PROBLEM DETAILS: Which lines below hold the word "offset"? Report each one.

-- Opening Marker --

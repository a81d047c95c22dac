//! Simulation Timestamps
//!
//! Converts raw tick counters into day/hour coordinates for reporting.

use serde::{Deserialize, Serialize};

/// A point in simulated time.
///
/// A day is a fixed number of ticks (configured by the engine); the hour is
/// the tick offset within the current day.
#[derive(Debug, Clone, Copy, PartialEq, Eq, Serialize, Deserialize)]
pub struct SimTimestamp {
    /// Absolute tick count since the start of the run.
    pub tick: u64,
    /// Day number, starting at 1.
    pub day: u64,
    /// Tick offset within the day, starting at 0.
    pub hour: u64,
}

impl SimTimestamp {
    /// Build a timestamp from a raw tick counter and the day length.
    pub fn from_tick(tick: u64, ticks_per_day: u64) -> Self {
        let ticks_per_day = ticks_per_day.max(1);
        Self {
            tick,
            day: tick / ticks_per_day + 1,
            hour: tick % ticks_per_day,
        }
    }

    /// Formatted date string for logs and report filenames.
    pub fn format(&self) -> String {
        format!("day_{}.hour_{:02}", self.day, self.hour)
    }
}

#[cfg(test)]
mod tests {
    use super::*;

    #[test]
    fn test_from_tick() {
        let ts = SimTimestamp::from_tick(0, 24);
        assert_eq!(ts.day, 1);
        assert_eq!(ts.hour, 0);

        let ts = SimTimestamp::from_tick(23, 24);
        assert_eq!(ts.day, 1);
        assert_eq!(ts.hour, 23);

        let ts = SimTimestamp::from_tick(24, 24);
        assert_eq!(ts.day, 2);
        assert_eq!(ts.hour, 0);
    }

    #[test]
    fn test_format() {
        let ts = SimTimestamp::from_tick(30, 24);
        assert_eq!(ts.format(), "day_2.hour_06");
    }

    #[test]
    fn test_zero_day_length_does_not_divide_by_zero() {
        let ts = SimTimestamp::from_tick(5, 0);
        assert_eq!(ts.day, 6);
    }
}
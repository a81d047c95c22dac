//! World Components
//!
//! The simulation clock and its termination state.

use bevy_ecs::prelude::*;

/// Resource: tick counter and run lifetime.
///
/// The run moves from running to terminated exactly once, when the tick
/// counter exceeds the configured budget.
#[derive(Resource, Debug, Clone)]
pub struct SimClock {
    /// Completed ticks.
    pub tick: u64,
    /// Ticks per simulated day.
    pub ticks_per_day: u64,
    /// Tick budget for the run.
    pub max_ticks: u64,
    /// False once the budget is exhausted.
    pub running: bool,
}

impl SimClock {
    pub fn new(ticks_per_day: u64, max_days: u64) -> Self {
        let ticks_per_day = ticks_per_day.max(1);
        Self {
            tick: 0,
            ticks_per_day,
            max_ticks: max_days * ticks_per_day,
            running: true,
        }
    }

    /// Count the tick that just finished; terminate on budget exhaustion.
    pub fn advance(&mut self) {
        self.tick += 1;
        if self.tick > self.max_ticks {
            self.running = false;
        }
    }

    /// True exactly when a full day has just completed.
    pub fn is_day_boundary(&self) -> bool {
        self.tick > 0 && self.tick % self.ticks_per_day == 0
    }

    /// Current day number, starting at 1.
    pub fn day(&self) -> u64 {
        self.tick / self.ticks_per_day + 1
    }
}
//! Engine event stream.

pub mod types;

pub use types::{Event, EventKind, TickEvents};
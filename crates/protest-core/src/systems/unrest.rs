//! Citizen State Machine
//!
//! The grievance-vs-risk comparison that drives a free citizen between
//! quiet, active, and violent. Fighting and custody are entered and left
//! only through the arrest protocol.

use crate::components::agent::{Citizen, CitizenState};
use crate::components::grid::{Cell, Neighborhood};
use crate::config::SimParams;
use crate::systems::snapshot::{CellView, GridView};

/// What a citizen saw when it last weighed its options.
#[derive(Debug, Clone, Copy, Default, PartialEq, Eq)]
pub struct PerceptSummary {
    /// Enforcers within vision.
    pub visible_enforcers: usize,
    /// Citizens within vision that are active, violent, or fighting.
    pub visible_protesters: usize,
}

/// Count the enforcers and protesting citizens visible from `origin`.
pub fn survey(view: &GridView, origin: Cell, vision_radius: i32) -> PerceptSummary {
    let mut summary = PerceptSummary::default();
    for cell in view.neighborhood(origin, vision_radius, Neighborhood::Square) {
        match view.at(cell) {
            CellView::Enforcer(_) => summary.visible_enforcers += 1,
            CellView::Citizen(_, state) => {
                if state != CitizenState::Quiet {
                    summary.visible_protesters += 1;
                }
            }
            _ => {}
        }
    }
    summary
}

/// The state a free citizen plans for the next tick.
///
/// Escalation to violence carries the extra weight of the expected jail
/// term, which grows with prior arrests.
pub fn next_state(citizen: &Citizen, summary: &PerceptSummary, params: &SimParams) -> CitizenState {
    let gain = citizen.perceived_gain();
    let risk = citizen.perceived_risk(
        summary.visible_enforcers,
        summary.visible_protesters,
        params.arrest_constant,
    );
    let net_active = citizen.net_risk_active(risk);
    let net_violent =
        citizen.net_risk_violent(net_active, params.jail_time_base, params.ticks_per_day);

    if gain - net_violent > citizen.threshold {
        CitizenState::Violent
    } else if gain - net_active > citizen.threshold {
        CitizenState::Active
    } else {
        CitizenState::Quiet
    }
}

-- Closing Marker --

SOLUTION:
/// the tick offset within the current day.
    /// Tick offset within the day, starting at 0.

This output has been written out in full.